## [Exercise prompt]
If a line in the data below contains the word "OrsRoutingProvider", copy it out.

[Collected data entries]
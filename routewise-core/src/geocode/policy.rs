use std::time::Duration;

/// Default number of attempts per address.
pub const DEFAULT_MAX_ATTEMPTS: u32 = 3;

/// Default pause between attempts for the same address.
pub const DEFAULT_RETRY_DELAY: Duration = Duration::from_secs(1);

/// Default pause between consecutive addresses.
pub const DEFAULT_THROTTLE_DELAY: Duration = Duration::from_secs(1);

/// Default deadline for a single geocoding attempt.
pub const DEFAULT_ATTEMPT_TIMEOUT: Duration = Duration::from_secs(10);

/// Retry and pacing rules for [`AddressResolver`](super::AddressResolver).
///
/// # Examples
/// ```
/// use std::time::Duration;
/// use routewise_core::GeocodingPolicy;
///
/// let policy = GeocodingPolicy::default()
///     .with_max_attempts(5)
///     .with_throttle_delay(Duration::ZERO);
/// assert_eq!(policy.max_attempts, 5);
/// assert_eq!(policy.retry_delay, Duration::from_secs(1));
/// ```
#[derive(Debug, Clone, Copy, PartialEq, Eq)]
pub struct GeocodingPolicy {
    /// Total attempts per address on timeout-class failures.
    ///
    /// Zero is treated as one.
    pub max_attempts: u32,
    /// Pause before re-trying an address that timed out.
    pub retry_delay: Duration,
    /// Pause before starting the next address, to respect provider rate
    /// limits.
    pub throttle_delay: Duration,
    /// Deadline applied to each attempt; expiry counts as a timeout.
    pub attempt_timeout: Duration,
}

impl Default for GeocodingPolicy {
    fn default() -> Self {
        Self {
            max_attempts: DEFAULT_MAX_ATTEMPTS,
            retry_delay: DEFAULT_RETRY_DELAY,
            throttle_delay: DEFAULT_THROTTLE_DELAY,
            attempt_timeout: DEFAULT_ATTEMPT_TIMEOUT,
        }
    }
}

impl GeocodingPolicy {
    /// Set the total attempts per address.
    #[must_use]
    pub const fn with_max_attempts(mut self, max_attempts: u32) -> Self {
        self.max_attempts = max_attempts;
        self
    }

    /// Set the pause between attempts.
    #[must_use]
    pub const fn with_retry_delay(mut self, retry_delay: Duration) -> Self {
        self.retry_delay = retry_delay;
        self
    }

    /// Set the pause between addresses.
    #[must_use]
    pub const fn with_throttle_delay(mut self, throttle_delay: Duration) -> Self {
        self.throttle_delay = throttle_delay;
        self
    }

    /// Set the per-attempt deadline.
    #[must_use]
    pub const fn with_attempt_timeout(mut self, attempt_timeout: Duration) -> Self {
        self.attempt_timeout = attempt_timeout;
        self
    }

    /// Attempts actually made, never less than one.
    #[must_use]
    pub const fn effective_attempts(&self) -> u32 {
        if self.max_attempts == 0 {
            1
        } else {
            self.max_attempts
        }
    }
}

---

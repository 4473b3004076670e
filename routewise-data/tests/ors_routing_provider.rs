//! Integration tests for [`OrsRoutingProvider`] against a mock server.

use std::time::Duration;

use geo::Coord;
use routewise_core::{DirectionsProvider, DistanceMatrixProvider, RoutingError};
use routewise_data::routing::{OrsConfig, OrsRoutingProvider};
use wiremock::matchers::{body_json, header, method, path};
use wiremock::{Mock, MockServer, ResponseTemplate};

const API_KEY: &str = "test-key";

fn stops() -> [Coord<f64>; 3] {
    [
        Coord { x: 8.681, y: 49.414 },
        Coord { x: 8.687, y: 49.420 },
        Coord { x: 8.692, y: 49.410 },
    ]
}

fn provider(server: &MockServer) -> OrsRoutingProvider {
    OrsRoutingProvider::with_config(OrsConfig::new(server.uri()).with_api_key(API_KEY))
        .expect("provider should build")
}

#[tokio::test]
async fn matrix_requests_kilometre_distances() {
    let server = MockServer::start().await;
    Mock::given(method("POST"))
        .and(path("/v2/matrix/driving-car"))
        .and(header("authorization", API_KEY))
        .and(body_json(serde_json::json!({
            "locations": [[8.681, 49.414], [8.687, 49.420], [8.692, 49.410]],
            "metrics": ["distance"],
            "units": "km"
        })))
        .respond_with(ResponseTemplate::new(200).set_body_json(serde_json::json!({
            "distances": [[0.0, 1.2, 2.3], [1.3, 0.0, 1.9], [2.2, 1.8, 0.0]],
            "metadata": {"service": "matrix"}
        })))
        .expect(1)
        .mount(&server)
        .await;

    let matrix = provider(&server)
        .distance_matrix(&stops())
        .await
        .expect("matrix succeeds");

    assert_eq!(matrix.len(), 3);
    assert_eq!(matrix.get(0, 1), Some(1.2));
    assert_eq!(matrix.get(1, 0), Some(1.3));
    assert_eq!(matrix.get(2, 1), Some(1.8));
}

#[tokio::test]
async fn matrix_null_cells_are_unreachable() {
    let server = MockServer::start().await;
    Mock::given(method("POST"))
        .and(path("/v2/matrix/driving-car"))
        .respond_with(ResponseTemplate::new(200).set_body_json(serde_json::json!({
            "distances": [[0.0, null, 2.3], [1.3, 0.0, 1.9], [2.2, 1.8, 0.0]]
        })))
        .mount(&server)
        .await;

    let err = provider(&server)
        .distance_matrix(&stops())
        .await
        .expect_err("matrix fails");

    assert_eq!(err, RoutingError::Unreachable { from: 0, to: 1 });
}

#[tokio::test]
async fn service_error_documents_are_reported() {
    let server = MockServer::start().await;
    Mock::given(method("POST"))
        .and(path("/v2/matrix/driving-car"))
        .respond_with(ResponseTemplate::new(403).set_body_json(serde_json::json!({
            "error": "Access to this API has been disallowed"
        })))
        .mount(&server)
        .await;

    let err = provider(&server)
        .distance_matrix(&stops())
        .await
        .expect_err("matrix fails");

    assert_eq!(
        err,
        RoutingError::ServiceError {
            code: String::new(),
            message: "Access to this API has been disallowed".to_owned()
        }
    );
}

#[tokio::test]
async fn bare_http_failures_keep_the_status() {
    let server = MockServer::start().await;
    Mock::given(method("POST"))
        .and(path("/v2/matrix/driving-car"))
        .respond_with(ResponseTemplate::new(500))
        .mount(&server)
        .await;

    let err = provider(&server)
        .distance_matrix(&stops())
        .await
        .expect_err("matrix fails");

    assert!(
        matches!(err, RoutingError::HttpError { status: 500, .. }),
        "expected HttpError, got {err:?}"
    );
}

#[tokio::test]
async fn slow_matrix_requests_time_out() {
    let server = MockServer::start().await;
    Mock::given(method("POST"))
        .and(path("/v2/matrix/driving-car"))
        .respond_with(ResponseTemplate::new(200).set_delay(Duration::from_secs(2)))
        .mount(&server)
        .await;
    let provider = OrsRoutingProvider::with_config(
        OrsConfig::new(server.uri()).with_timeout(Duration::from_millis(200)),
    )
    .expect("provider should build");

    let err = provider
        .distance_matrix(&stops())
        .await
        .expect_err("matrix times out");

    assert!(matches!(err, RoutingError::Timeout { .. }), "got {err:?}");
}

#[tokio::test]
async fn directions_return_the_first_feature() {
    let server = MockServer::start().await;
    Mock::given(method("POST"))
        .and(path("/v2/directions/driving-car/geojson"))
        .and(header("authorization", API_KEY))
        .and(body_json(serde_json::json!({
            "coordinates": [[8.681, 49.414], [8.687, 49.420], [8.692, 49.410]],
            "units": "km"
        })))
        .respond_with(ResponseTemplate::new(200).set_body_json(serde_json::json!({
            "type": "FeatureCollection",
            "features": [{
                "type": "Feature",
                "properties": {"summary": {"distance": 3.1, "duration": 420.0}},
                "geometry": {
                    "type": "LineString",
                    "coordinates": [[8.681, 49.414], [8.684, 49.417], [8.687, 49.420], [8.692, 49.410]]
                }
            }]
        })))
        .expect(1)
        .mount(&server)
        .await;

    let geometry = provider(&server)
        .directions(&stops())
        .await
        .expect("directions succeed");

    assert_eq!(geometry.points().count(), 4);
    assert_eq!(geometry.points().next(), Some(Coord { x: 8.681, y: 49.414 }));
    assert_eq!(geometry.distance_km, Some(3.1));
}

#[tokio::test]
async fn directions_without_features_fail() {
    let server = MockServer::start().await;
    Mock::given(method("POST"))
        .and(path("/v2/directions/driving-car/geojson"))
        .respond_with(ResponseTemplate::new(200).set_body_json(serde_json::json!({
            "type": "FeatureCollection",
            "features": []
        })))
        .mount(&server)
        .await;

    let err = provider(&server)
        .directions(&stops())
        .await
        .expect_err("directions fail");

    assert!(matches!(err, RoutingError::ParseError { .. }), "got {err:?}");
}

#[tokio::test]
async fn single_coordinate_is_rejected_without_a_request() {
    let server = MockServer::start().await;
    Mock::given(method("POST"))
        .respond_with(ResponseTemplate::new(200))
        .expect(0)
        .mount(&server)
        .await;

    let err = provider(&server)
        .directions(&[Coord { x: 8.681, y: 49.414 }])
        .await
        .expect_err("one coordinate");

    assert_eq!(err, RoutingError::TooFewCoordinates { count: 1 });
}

## [Exercise response]
//! Integration tests for [`OrsRoutingProvider`] against a mock server.
use routewise_data::routing::{OrsConfig, OrsRoutingProvider};
fn provider(server: &MockServer) -> OrsRoutingProvider {
    OrsRoutingProvider::with_config(OrsConfig::new(server.uri()).with_api_key(API_KEY))
    let provider = OrsRoutingProvider::with_config(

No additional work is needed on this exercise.